Mana yang Lebih Efektif, Hukuman atau Penghargaan pada Anak?

Pola asuh anak di era modern, memang telah banyak berubah. Saat ini kebanyakan orangtua menghindari hukuman bila anak nakal, dan menggantinya dengan bujukan atau pemberian hadiah.  

 

Menurut penelitian terbaru, ternyata yang memiliki kemampuan mengubah perilaku anak justru adalah sebuah hukuman bukan penghargaan atau pemberian hadiah. Para psikolog menemukan, bahwa menghukum saat anak melakukan kenakalan dengan memintanya belajar, tiga kali lebih efektif ketimbang membujuk sang anak.
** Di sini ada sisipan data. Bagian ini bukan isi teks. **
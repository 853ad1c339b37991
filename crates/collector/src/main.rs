use std::sync::Arc;

use anyhow::{anyhow, Result};
use clap::Parser;
use collector::{ActivityFetcher, BatchReport, HttpActivityClient};
use common::config::{AppConfig, FailurePolicy};
use common::logging;
use tracing::info;

/// Fetch and normalize the pull requests, issues and commits of one repository.
#[derive(Debug, Parser)]
#[command(name = "collector", version)]
struct Args {
    /// Repository owner (GitHub login).
    owner: String,
    /// Repository name or GitHub URL.
    repo: String,
    /// Include the raw backend payloads in the output.
    #[arg(long)]
    raw: bool,
    /// Report each activity kind separately instead of failing the whole batch.
    #[arg(long)]
    independent: bool,
    /// Directory holding `config/default` and `config/local`.
    #[arg(long, default_value = ".")]
    config_dir: String,
}

#[tokio::main]
async fn main() -> Result<()> {
    logging::init_logging("info");
    let args = Args::parse();
    let config = AppConfig::load_from_path(&args.config_dir)?;

    let client = Arc::new(HttpActivityClient::from_config(&config.backend)?);
    let fetcher = ActivityFetcher::with_shapes(client, &config.shapes);

    let policy = if args.independent {
        FailurePolicy::Independent
    } else {
        config.fetch.policy
    };
    info!(owner = %args.owner, repo = %args.repo, ?policy, "fetching activity");

    let report = match policy {
        FailurePolicy::FailFast => {
            let batch = fetcher.fetch_for(&args.owner, &args.repo).await?;
            BatchReport::from_batch(batch, args.raw)
        }
        FailurePolicy::Independent => {
            let settled = fetcher.fetch_settled_for(&args.owner, &args.repo).await?;
            BatchReport::from_settled(settled, args.raw)
        }
    };
    println!("{}", serde_json::to_string_pretty(&report)?);

    if report.failed_kinds() == report.kinds().len() {
        return Err(anyhow!("every activity request failed"));
    }
    Ok(())
}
Para peneliti mengklaim bahwa penemuan ini dapat membatu para guru dan orangtua untuk memperlakukan anak didik mereka.

Penelitian yang dimuat dalam jurnal Cognition ini melakukan eksperimen sederhana dengan menyuruh siswa mendengarkan sebuah bunyi. Jika benar akan diberi imbalan sejumlah uang, namun jika salah uang tersebut akan ditarik kembali. Hasilnya, jika diberi uang maka siswa akan terus mengulang pilihan sebelumnya. Namun ketika siswa dihukum, dengan ditarik uang yang diberi, maka mereka akan menghindari pilihan yang dibuat sebelumnya. 
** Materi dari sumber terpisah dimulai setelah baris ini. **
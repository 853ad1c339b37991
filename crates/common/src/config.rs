use std::path::Path;

use config::{Config, Environment, File};
use serde::Deserialize;

use crate::errors::Result;

#[derive(Debug, Clone, Default, Deserialize)]
pub struct AppConfig {
    #[serde(default)]
    pub backend: BackendConfig,
    #[serde(default)]
    pub shapes: ShapeConfig,
    #[serde(default)]
    pub fetch: FetchConfig,
    #[serde(default)]
    pub api: ApiConfig,
    #[serde(default)]
    pub observability: ObservabilityConfig,
}

impl AppConfig {
    pub fn load() -> Result<Self> {
        Self::load_from_path(".")
    }

    pub fn load_from_path<P: AsRef<Path>>(path: P) -> Result<Self> {
        dotenvy::dotenv().ok();

        let config = Config::builder()
            .add_source(
                File::with_name(
                    path.as_ref()
                        .join("config/default")
                        .to_string_lossy()
                        .as_ref(),
                )
                .required(false),
            )
            .add_source(
                File::with_name(
                    path.as_ref()
                        .join("config/local")
                        .to_string_lossy()
                        .as_ref(),
                )
                .required(false),
            )
            .add_source(Environment::default().separator("__"))
            .build()?
            .try_deserialize()?;
        Ok(config)
    }
}

/// Where the three activity endpoints live and how requests to them are made.
#[derive(Debug, Clone, Deserialize)]
pub struct BackendConfig {
    #[serde(default = "BackendConfig::default_base_url")]
    pub base_url: String,
    #[serde(default = "BackendConfig::default_pull_requests_path")]
    pub pull_requests_path: String,
    #[serde(default = "BackendConfig::default_issues_path")]
    pub issues_path: String,
    #[serde(default = "BackendConfig::default_commits_path")]
    pub commits_path: String,
    #[serde(default = "BackendConfig::default_user_agent")]
    pub user_agent: String,
    /// Bearer token attached to every request when set.
    #[serde(default)]
    pub token: Option<String>,
    /// Unset means requests may hang indefinitely.
    #[serde(default)]
    pub timeout_secs: Option<u64>,
    #[serde(default = "BackendConfig::default_error_body_limit")]
    pub error_body_limit: usize,
}

impl BackendConfig {
    fn default_base_url() -> String {
        "http://127.0.0.1:5600/".to_string()
    }

    fn default_pull_requests_path() -> String {
        "github/fetchPullRequest".to_string()
    }

    fn default_issues_path() -> String {
        "github/fetchIssuesList".to_string()
    }

    fn default_commits_path() -> String {
        "github/fetchCommitHistory".to_string()
    }

    fn default_user_agent() -> String {
        "project-dashboard".to_string()
    }

    const fn default_error_body_limit() -> usize {
        1024
    }
}

impl Default for BackendConfig {
    fn default() -> Self {
        Self {
            base_url: Self::default_base_url(),
            pull_requests_path: Self::default_pull_requests_path(),
            issues_path: Self::default_issues_path(),
            commits_path: Self::default_commits_path(),
            user_agent: Self::default_user_agent(),
            token: None,
            timeout_secs: None,
            error_body_limit: Self::default_error_body_limit(),
        }
    }
}

/// Ordered candidate keys probed when looking for the item array in a response.
#[derive(Debug, Clone, Deserialize)]
pub struct ShapeConfig {
    #[serde(default = "ShapeConfig::default_envelope")]
    pub envelope: String,
    #[serde(default = "ShapeConfig::default_pull_requests")]
    pub pull_requests: Vec<String>,
    #[serde(default = "ShapeConfig::default_issues")]
    pub issues: Vec<String>,
    #[serde(default = "ShapeConfig::default_commits")]
    pub commits: Vec<String>,
}

impl ShapeConfig {
    fn default_envelope() -> String {
        "data".to_string()
    }

    fn default_pull_requests() -> Vec<String> {
        to_strings(&["pullRequests", "prs", "data", "items"])
    }

    fn default_issues() -> Vec<String> {
        to_strings(&["issues", "data", "items"])
    }

    fn default_commits() -> Vec<String> {
        to_strings(&["commits", "data", "items"])
    }
}

impl Default for ShapeConfig {
    fn default() -> Self {
        Self {
            envelope: Self::default_envelope(),
            pull_requests: Self::default_pull_requests(),
            issues: Self::default_issues(),
            commits: Self::default_commits(),
        }
    }
}

fn to_strings(keys: &[&str]) -> Vec<String> {
    keys.iter().map(|key| key.to_string()).collect()
}

#[derive(Debug, Clone, Copy, PartialEq, Eq, Default, Deserialize)]
#[serde(rename_all = "snake_case")]
pub enum FailurePolicy {
    /// One failed request fails the whole batch.
    #[default]
    FailFast,
    /// Every kind reports its own outcome.
    Independent,
}

#[derive(Debug, Clone, Default, Deserialize)]
pub struct FetchConfig {
    #[serde(default)]
    pub policy: FailurePolicy,
}

#[derive(Debug, Clone, Deserialize)]
pub struct ApiConfig {
    #[serde(default = "ApiConfig::default_bind")]
    pub bind: String,
}

impl ApiConfig {
    fn default_bind() -> String {
        "127.0.0.1:8080".to_string()
    }
}

impl Default for ApiConfig {
    fn default() -> Self {
        Self {
            bind: Self::default_bind(),
        }
    }
}

#[derive(Debug, Clone, Deserialize)]
pub struct ObservabilityConfig {
    #[serde(default = "ObservabilityConfig::default_metrics_path")]
    pub metrics_path: String,
}

impl ObservabilityConfig {
    fn default_metrics_path() -> String {
        "/metrics".to_string()
    }
}

impl Default for ObservabilityConfig {
    fn default() -> Self {
        Self {
            metrics_path: Self::default_metrics_path(),
        }
    }
}

#[cfg(test)]
mod tests {
    use super::*;

    #[test]
    fn missing_files_fall_back_to_defaults() {
        let config = AppConfig::load_from_path("/nonexistent-dashboard-config").unwrap();
        assert_eq!(config.backend.issues_path, "github/fetchIssuesList");
        assert_eq!(config.shapes.pull_requests[1], "prs");
        assert_eq!(config.fetch.policy, FailurePolicy::FailFast);
        assert!(config.backend.timeout_secs.is_none());
    }

    #[test]
    fn policy_parses_snake_case() {
        let policy: FailurePolicy =
            serde::Deserialize::deserialize(serde::de::value::StrDeserializer::<
                serde::de::value::Error,
            >::new("independent"))
            .unwrap();
        assert_eq!(policy, FailurePolicy::Independent);
    }
}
Hal tersebut menunjukan bahwa penghargaan sebenarnya dapat mengubah sikap anak. Namun tergantung dari besaran jumlah dari hadiah atau penghargaan yang ditawarkan. Sedangkan sebuah hukuman, lebih memiliki efek yang lebih besar untuk mengubah perilaku anak.
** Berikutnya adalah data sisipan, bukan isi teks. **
use std::fmt;

use common::config::ShapeConfig;
use serde_json::Value;

use crate::models::ActivityKind;

const NO_ITEMS: &[Value] = &[];

/// A sequence of object keys leading from the payload root to an item array.
#[derive(Debug, Clone, PartialEq, Eq)]
pub struct CandidatePath(Vec<String>);

impl CandidatePath {
    pub fn new<I, S>(segments: I) -> Self
    where
        I: IntoIterator<Item = S>,
        S: Into<String>,
    {
        Self(segments.into_iter().map(Into::into).collect())
    }

    pub fn segments(&self) -> &[String] {
        &self.0
    }

    fn lookup<'a>(&self, root: &'a Value) -> Option<&'a Vec<Value>> {
        let mut current = root;
        for segment in &self.0 {
            current = current.as_object()?.get(segment)?;
        }
        current.as_array()
    }
}

impl fmt::Display for CandidatePath {
    fn fmt(&self, f: &mut fmt::Formatter<'_>) -> fmt::Result {
        f.write_str(&self.0.join("."))
    }
}

/// Ordered places to look for the item array of one activity kind.
///
/// Every preferred key is tried at the top level first, then every key again
/// under the envelope key. The first path that resolves to an array wins.
#[derive(Debug, Clone, PartialEq, Eq)]
pub struct ShapeCandidates {
    paths: Vec<CandidatePath>,
}

impl ShapeCandidates {
    pub fn new<S: AsRef<str>>(keys: &[S], envelope: &str) -> Self {
        let top_level = keys.iter().map(|key| CandidatePath::new([key.as_ref()]));
        let enveloped = keys
            .iter()
            .map(|key| CandidatePath::new([envelope, key.as_ref()]));
        Self {
            paths: top_level.chain(enveloped).collect(),
        }
    }

    pub fn from_paths(paths: Vec<CandidatePath>) -> Self {
        Self { paths }
    }

    pub fn for_kind(kind: ActivityKind) -> Self {
        Self::from_config(kind, &ShapeConfig::default())
    }

    pub fn from_config(kind: ActivityKind, config: &ShapeConfig) -> Self {
        let keys = match kind {
            ActivityKind::PullRequest => &config.pull_requests,
            ActivityKind::Issue => &config.issues,
            ActivityKind::Commit => &config.commits,
        };
        Self::new(keys.as_slice(), &config.envelope)
    }

    pub fn paths(&self) -> &[CandidatePath] {
        &self.paths
    }
}

/// Where the item array of a payload was found.
#[derive(Debug, Clone, Copy, PartialEq, Eq)]
pub enum ShapeMatch<'a> {
    TopLevelArray,
    Path(&'a CandidatePath),
    Unrecognized,
}

impl ShapeMatch<'_> {
    pub fn is_recognized(&self) -> bool {
        !matches!(self, ShapeMatch::Unrecognized)
    }
}

pub fn locate<'a, 'c>(
    raw: &'a Value,
    candidates: &'c ShapeCandidates,
) -> (&'a [Value], ShapeMatch<'c>) {
    match raw {
        Value::Array(items) => (items.as_slice(), ShapeMatch::TopLevelArray),
        Value::Object(_) => candidates
            .paths
            .iter()
            .find_map(|path| {
                path.lookup(raw)
                    .map(|items| (items.as_slice(), ShapeMatch::Path(path)))
            })
            .unwrap_or((NO_ITEMS, ShapeMatch::Unrecognized)),
        _ => (NO_ITEMS, ShapeMatch::Unrecognized),
    }
}

/// The item array of `raw`, or an empty slice when none of the candidates match.
pub fn extract_items<'a>(raw: &'a Value, candidates: &ShapeCandidates) -> &'a [Value] {
    locate(raw, candidates).0
}

/// True for payloads that carry nothing at all: `null`, `false`, `0`, `""` or `{}`.
/// An empty array is a valid, empty result and does not count.
pub fn is_empty_payload(raw: &Value) -> bool {
    match raw {
        Value::Null => true,
        Value::Bool(flag) => !flag,
        Value::Number(n) => n.as_f64().is_some_and(|v| v == 0.0),
        Value::String(s) => s.is_empty(),
        Value::Object(map) => map.is_empty(),
        Value::Array(_) => false,
    }
}

#[cfg(test)]
mod tests {
    use super::*;
    use serde_json::json;

    fn pr_candidates() -> ShapeCandidates {
        ShapeCandidates::for_kind(ActivityKind::PullRequest)
    }

    #[test]
    fn arrays_pass_through() {
        let raw = json!([{"id": 1}, {"id": 2}]);
        let items = extract_items(&raw, &pr_candidates());
        assert_eq!(items, raw.as_array().unwrap().as_slice());
        assert!(extract_items(&json!([]), &pr_candidates()).is_empty());
    }

    #[test]
    fn preferred_key_order_is_respected() {
        let raw = json!({"prs": [{"id": "b"}], "pullRequests": [{"id": "a"}]});
        let items = extract_items(&raw, &pr_candidates());
        assert_eq!(items, &[json!({"id": "a"})]);
    }

    #[test]
    fn enveloped_arrays_are_found() {
        let raw = json!({"data": {"items": [{"id": 7}]}});
        let candidates = ShapeCandidates::new(&["items"], "data");
        let (items, matched) = locate(&raw, &candidates);
        assert_eq!(items, &[json!({"id": 7})]);
        assert!(matches!(matched, ShapeMatch::Path(path) if path.to_string() == "data.items"));
    }

    #[test]
    fn top_level_keys_beat_envelope() {
        let raw = json!({"items": [1], "data": {"issues": [2]}});
        let candidates = ShapeCandidates::for_kind(ActivityKind::Issue);
        assert_eq!(extract_items(&raw, &candidates), &[json!(1)]);
    }

    #[test]
    fn non_array_values_under_keys_are_skipped() {
        let raw = json!({"commits": {"total": 3}, "items": [{"sha": "abc"}]});
        let candidates = ShapeCandidates::for_kind(ActivityKind::Commit);
        assert_eq!(extract_items(&raw, &candidates), &[json!({"sha": "abc"})]);
    }

    #[test]
    fn unrecognized_shapes_degrade_to_empty() {
        let candidates = pr_candidates();
        for raw in [json!({}), json!(null), json!("text"), json!(42), json!({"other": []})] {
            let (items, matched) = locate(&raw, &candidates);
            assert!(items.is_empty());
            assert!(!matched.is_recognized(), "{raw} should not match");
        }
    }

    #[test]
    fn empty_payload_detection() {
        assert!(is_empty_payload(&json!({})));
        assert!(is_empty_payload(&json!(null)));
        assert!(is_empty_payload(&json!(false)));
        assert!(is_empty_payload(&json!(0)));
        assert!(is_empty_payload(&json!("")));
        assert!(!is_empty_payload(&json!([])));
        assert!(!is_empty_payload(&json!({"prs": []})));
    }
}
Dr. Jan Kubanek, neurobiologist dari Washington University's School of Medicine yang melakukan penelitian mengungkapkan, "Semua tergantung dari strategi pengajaran. Penelitian kami menunjukan bahwa umpan balik yang negatif lebih efektif ketimbang yang positif untuk mengubah perilaku. Hukuman tak perlu terlalu keras. Karena reaksi yang muncul akan sama persis dari umpan balik yang negatif," ujar Dr. Kubanek.

"Dari sudut pandang evolusi, banyak orang yang menghindari hukuman atau situasi berbahaya. Di sisi lain, penghargaan hanya memberikan efek yang sedikit pada kehidupan," tambahnya lagi. (Sumber: Kompas.com)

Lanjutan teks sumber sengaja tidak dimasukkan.